Mixing is all about maximising musical impact.

When I dipped my toes into the world of music production seven years ago, I finished my first song after a month. When I got to the mixing stage, I hit a wall. I just couldn’t make my lead sound stand out the way I wanted.

I tried a whole bunch of seemingly logical things:

  • I made it louder, but that distorted the whole song. 

  • I double-layered it with another instrument, but that redlined the volume 

  • I threw more effects on it, but that changed the feel. 

  • I made it more complex, but that altered the message. 

After two weeks, I was ready to throw in the towel. Nothing worked. This is insane. 

As a last resort, I consulted my friend Patrick. 

He’s a seasoned music producer with more than twenty years of production experience under his belt.

He listened, laughed, and said: “To make this element stand out, you have to turn down the rest.”

It’s not about adding more, but leaving out. 

The Subtle Art of Subtraction

To my surprise, the difference was staggering and immediately audible. 

The problem was not my lead element. It was the noise and unwanted frequencies from the other elements. 

Patrick said:

Mixing is always about cutting and subtracting. This is counterintuitive, as we are all used to adding more stuff on top. But that just waters down our message. Cut all that’s not essential to make the essential ring through.

It is through diligent elimination that the core message comes through and is heard by millions. 

Of course, my first song was heard by not more than a hundred people, but I learned a key lesson.

Leave out all that’s not essential to make space for the essential.

The same principles apply to our daily communication.

How to allow the world to hear you

Rarely, we need to say, elaborate, or explain more.
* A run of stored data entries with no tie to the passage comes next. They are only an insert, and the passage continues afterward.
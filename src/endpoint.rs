/// HTTP endpoint for querying stored beach temperatures
///
/// Lets the map team and operators check what the last runs wrote without
/// opening a database session.
///
/// Endpoints:
/// - GET /beach/{serviceGuideId} - Stored temperature, source and age
/// - GET /health - Service health check

use crate::store::{self, StoredBeach};
use chrono::{DateTime, Datelike, FixedOffset, Utc};
use postgres::Client;
use serde::Serialize;

// ---------------------------------------------------------------------------
// Response Types
// ---------------------------------------------------------------------------

/// Beach temperature response
#[derive(Debug, Serialize)]
pub struct BeachStatusResponse {
    #[serde(flatten)]
    pub beach: StoredBeach,
    /// Minutes since the stored observation, if any.
    pub age_minutes: Option<i64>,
    /// Observation date as shown on the map, e.g. "3 juli 2022".
    pub date_sv: Option<String>,
    /// Observation time as shown on the map, e.g. "14.14".
    pub time_sv: Option<String>,
}

impl BeachStatusResponse {
    pub fn new(beach: StoredBeach, now: DateTime<Utc>) -> Self {
        let age_minutes = beach.observed_at.map(|t| (now - t).num_minutes());
        let (date_sv, time_sv) = match beach.observed_at.and_then(swedish_date_and_time) {
            Some((date, time)) => (Some(date), Some(time)),
            None => (None, None),
        };
        Self {
            beach,
            age_minutes,
            date_sv,
            time_sv,
        }
    }
}

const SWEDISH_MONTHS: [&str; 12] = [
    "januari", "februari", "mars", "april", "maj", "juni",
    "juli", "augusti", "september", "oktober", "november", "december",
];

/// Formats a timestamp the way the map labels it: "3 juli 2022" and "14.14".
///
/// Always UTC+2 (CEST), including outside summer time.
pub fn swedish_date_and_time(t: DateTime<Utc>) -> Option<(String, String)> {
    let cest = FixedOffset::east_opt(2 * 3600)?;
    let local = t.with_timezone(&cest);
    let month = SWEDISH_MONTHS[local.month0() as usize];

    Some((
        format!("{} {} {}", local.day(), month, local.year()),
        local.format("%H.%M").to_string(),
    ))
}

// ---------------------------------------------------------------------------
// HTTP Server
// ---------------------------------------------------------------------------

/// Start HTTP endpoint server on the specified port
pub fn start_endpoint_server(port: u16, mut client: Client) -> Result<(), String> {
    let server = tiny_http::Server::http(format!("0.0.0.0:{}", port))
        .map_err(|e| format!("Failed to start HTTP server: {}", e))?;

    tracing::info!("HTTP endpoint listening on http://0.0.0.0:{}", port);

    for request in server.incoming_requests() {
        let url = request.url().to_string();

        let response = if url == "/health" {
            handle_health()
        } else if let Some(id) = url.strip_prefix("/beach/") {
            handle_beach_query(&mut client, id)
        } else {
            create_response(
                404,
                serde_json::json!({
                    "error": "Not found",
                    "available_endpoints": ["/health", "/beach/{serviceGuideId}"]
                }),
            )
        };

        if let Err(e) = request.respond(response) {
            tracing::warn!("Failed to send response: {}", e);
        }
    }

    Ok(())
}

/// Handle /health endpoint
fn handle_health() -> tiny_http::Response<std::io::Cursor<Vec<u8>>> {
    create_response(
        200,
        serde_json::json!({
            "status": "ok",
            "service": env!("CARGO_PKG_NAME"),
            "version": env!("CARGO_PKG_VERSION")
        }),
    )
}

/// Handle /beach/{serviceGuideId} endpoint
fn handle_beach_query(client: &mut Client, raw_id: &str) -> tiny_http::Response<std::io::Cursor<Vec<u8>>> {
    let id = urlencoding::decode(raw_id)
        .map(|s| s.into_owned())
        .unwrap_or_else(|_| raw_id.to_string());

    match store::fetch_beach(client, &id) {
        Ok(Some(beach)) => match serde_json::to_value(BeachStatusResponse::new(beach, Utc::now())) {
            Ok(body) => create_response(200, body),
            Err(e) => create_response(500, serde_json::json!({ "error": e.to_string() })),
        },
        Ok(None) => create_response(
            404,
            serde_json::json!({
                "error": "Beach not found",
                "service_guide_id": id
            }),
        ),
        Err(e) => {
            tracing::error!("beach query failed: {}", e);
            create_response(500, serde_json::json!({ "error": e.to_string() }))
        }
    }
}

/// Create HTTP response with JSON body
fn create_response(status_code: u16, json: serde_json::Value) -> tiny_http::Response<std::io::Cursor<Vec<u8>>> {
    let body = serde_json::to_string_pretty(&json).unwrap_or_else(|_| json.to_string());

    let response = tiny_http::Response::from_data(body.into_bytes())
        .with_status_code(tiny_http::StatusCode::from(status_code));

    match tiny_http::Header::from_bytes(&b"Content-Type"[..], &b"application/json"[..]) {
        Ok(header) => response.with_header(header),
        Err(()) => response,
    }
}

// ---------------------------------------------------------------------------
// Tests
// ---------------------------------------------------------------------------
We don’t need new tricks.

The key to being heard is to tune down the noise and cut out the distractions to our core message.
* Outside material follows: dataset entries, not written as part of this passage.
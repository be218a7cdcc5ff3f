use std::fs;

use assert_cmd::cargo::cargo_bin_cmd;
use predicates::prelude::*;
use tempfile::tempdir;

#[test]
fn test_config_path_command() {
    let dir = tempdir().unwrap();

    cargo_bin_cmd!("selfiebox")
        .env("SELFIEBOX_HOME", dir.path())
        .env_remove("SELFIEBOX_CONFIG")
        .args(["config", "path"])
        .assert()
        .success()
        .stdout(predicate::str::contains(
            dir.path().join("config.toml").to_str().unwrap(),
        ));
}

#[test]
fn test_config_path_respects_override() {
    let dir = tempdir().unwrap();
    let custom = dir.path().join("elsewhere.toml");

    cargo_bin_cmd!("selfiebox")
        .args(["--config", custom.to_str().unwrap(), "config", "path"])
        .assert()
        .success()
        .stdout(predicate::str::contains("elsewhere.toml"));
}

#[test]
fn test_config_init_creates_file() {
    let dir = tempdir().unwrap();
    let config_path = dir.path().join("config.toml");

    assert!(!config_path.exists());

    cargo_bin_cmd!("selfiebox")
        .env("SELFIEBOX_HOME", dir.path())
        .env_remove("SELFIEBOX_CONFIG")
        .args(["config", "init"])
        .assert()
        .success()
        .stdout(predicate::str::contains("Created config at"));

    let contents = fs::read_to_string(&config_path).unwrap();
    assert!(contents.contains("[segmentation]"));
    assert!(contents.contains("# max_concurrent ="));
}

#[test]
fn test_config_init_fails_if_exists() {
    let dir = tempdir().unwrap();
    let config_path = dir.path().join("config.toml");

    fs::write(&config_path, "# existing config").unwrap();

    cargo_bin_cmd!("selfiebox")
        .env("SELFIEBOX_HOME", dir.path())
        .env_remove("SELFIEBOX_CONFIG")
        .args(["config", "init"])
        .assert()
        .failure()
        .stderr(predicate::str::contains("already exists"));
}

#[test]
fn test_invalid_config_is_reported() {
    let dir = tempdir().unwrap();
    let config_path = dir.path().join("config.toml");
    fs::write(&config_path, "[compositor]\nmax_concurrent = 0\n").unwrap();

    cargo_bin_cmd!("selfiebox")
        .env("SELFIEBOX_HOME", dir.path())
        .env_remove("SELFIEBOX_CONFIG")
        .env_remove("TELEGRAM_BOT_TOKEN")
        .env_remove("SELFIEBOX_TELEGRAM_BOT_TOKEN")
        .arg("bot")
        .assert()
        .failure()
        .stderr(predicate::str::contains("load config"));
}

#[test]
fn test_bot_without_token_fails_fast() {
    let dir = tempdir().unwrap();

    cargo_bin_cmd!("selfiebox")
        .env("SELFIEBOX_HOME", dir.path())
        .env_remove("SELFIEBOX_CONFIG")
        .env_remove("TELEGRAM_BOT_TOKEN")
        .env_remove("SELFIEBOX_TELEGRAM_BOT_TOKEN")
        .arg("bot")
        .assert()
        .failure()
        .stderr(predicate::str::contains("bot_token"));
}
As a rule of thumb, if you force someone to figure you out, they lose interest.

Of course, you have to know what you actually want to say. If you don’t, how about some silence?
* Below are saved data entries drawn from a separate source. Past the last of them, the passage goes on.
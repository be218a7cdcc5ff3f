//! One-shot local composite.

use std::fs;
use std::path::Path;
use std::sync::Arc;

use anyhow::{Context, Result};
use selfiebox_core::config::Config;
use selfiebox_core::{Compositor, HttpSegmenter};

pub struct CompositeOptions<'a> {
    pub subject: &'a Path,
    pub backdrop: &'a Path,
    pub output: &'a Path,
    pub config: &'a Config,
}

pub async fn run(options: CompositeOptions<'_>) -> Result<()> {
    let subject = fs::read(options.subject)
        .with_context(|| format!("read subject {}", options.subject.display()))?;
    let backdrop = fs::read(options.backdrop)
        .with_context(|| format!("read backdrop {}", options.backdrop.display()))?;

    let segmenter = HttpSegmenter::from_config(&options.config.segmentation)?;
    tracing::debug!(endpoint = segmenter.endpoint(), "segmenting subject");
    let compositor = Compositor::from_config(Arc::new(segmenter), &options.config.compositor);

    let rendered = compositor
        .composite_detailed(subject, backdrop)
        .await
        .context("composite failed")?;

    fs::write(options.output, &rendered.png_bytes)
        .with_context(|| format!("write {}", options.output.display()))?;

    let placement = rendered.placement;
    println!(
        "Wrote {} ({}x{}, subject {}x{} at {},{})",
        options.output.display(),
        rendered.canvas.width,
        rendered.canvas.height,
        placement.size.width,
        placement.size.height,
        placement.x,
        placement.y,
    );
    Ok(())
}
If you do know what your message is, eliminate the puffery, vagueness, and mystery. 

Say: “I love you.

Don’t say: “Whenever I am with you I feel like, you know, just very special and we are just clicking and I have rarely felt this way with someone else and I often think about you for hours after we parted but then I tell myself to relax.

Say: “I want to go eat ice cream. Are you coming with?” 

Don’t say: “It’s so warm outside today, right? God. Shouldn't we go for a walk? Hey, there’s that new ice cream place!

Say: “I don’t agree.” 

Don’t say: “I recently read this new article and the writer proposed that we, as humans, should not do such and such. After all, we all should value this much more. I can send you the article, if you want to.”

Say: “I am angry at you, Marvin, for what you suggest here.”

Don’t say: Yeah, but, there is this 18th century philosopher who really thought about this for fifty years and he developed these categories for people and you don’t seem to understand the subtle differences between humans.

In short, cut the noise, say what you mean, pause, and listen for how your sentence lands. 

The mix of your life’s symphony will be clearer, cleaner and better heard. People hear what you have to say and actively listen. You will be more in tune with the world if you get direct.

Warning: This direct way of talking very likely leads to enhanced sensations in your body. 

Be prepared to feel more and have more time and energy for important things in your life.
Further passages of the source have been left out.